Data extracts:
■ ■ ■ ■
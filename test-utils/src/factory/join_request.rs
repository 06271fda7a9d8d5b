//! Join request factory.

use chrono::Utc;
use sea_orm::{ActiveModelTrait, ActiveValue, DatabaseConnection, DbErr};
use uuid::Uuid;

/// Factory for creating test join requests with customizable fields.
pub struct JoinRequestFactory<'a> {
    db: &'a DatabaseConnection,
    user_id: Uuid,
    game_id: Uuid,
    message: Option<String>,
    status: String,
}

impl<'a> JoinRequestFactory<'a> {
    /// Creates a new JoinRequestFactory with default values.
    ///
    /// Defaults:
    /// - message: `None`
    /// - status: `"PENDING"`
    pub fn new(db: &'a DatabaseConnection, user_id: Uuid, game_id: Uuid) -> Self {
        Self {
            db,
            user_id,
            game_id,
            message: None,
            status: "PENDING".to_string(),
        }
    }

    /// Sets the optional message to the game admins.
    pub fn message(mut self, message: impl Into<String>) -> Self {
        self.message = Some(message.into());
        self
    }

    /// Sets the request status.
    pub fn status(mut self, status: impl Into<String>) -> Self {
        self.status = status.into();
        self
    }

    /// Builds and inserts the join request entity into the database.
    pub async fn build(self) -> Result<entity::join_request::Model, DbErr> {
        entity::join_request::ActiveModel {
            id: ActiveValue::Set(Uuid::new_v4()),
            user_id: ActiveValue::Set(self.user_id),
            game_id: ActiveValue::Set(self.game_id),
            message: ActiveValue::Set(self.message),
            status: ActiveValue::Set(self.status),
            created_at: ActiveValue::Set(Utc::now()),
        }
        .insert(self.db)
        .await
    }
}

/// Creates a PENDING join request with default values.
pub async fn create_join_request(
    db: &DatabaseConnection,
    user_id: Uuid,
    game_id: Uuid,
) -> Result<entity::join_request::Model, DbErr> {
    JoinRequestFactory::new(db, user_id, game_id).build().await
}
■ ■ ■ ■
What is being asked: After reading through the records, retype all of them exactly.

Exercise solution:
filename test-utils/src/factory/join_request.rs
repository 06271fda7a9d8d5b
//! Join request factory.

use chrono::Utc;
use sea_orm::{ActiveModelTrait, ActiveValue, DatabaseConnection, DbErr};
use uuid::Uuid;

/// Factory for creating test join requests with customizable fields.
pub struct JoinRequestFactory<'a> {
    db: &'a DatabaseConnection,
    user_id: Uuid,
    game_id: Uuid,
    message: Option<String>,
    status: String,
}

impl<'a> JoinRequestFactory<'a> {
    /// Creates a new JoinRequestFactory with default values.
    ///
    /// Defaults:
    /// - message: `None`
    /// - status: `"PENDING"`
    pub fn new(db: &'a DatabaseConnection, user_id: Uuid, game_id: Uuid) -> Self {
        Self {
            db,
            user_id,
            game_id,
            message: None,
            status: "PENDING".to_string(),
        }
    }

    /// Sets the optional message to the game admins.
    pub fn message(mut self, message: impl Into<String>) -> Self {
        self.message = Some(message.into());
        self
    }

    /// Sets the request status.
    pub fn status(mut self, status: impl Into<String>) -> Self {
        self.status = status.into();
        self
    }

    /// Builds and inserts the join request entity into the database.
    pub async fn build(self) -> Result<entity::join_request::Model, DbErr> {
        entity::join_request::ActiveModel {
            id: ActiveValue::Set(Uuid::new_v4()),
            user_id: ActiveValue::Set(self.user_id),
            game_id: ActiveValue::Set(self.game_id),
            message: ActiveValue::Set(self.message),
            status: ActiveValue::Set(self.status),
            created_at: ActiveValue::Set(Utc::now()),
        }
        .insert(self.db)
        .await
    }
}

/// Creates a PENDING join request with default values.
pub async fn create_join_request(
    db: &DatabaseConnection,
    user_id: Uuid,
    game_id: Uuid,
) -> Result<entity::join_request::Model, DbErr> {
    JoinRequestFactory::new(db, user_id, game_id).build().await
}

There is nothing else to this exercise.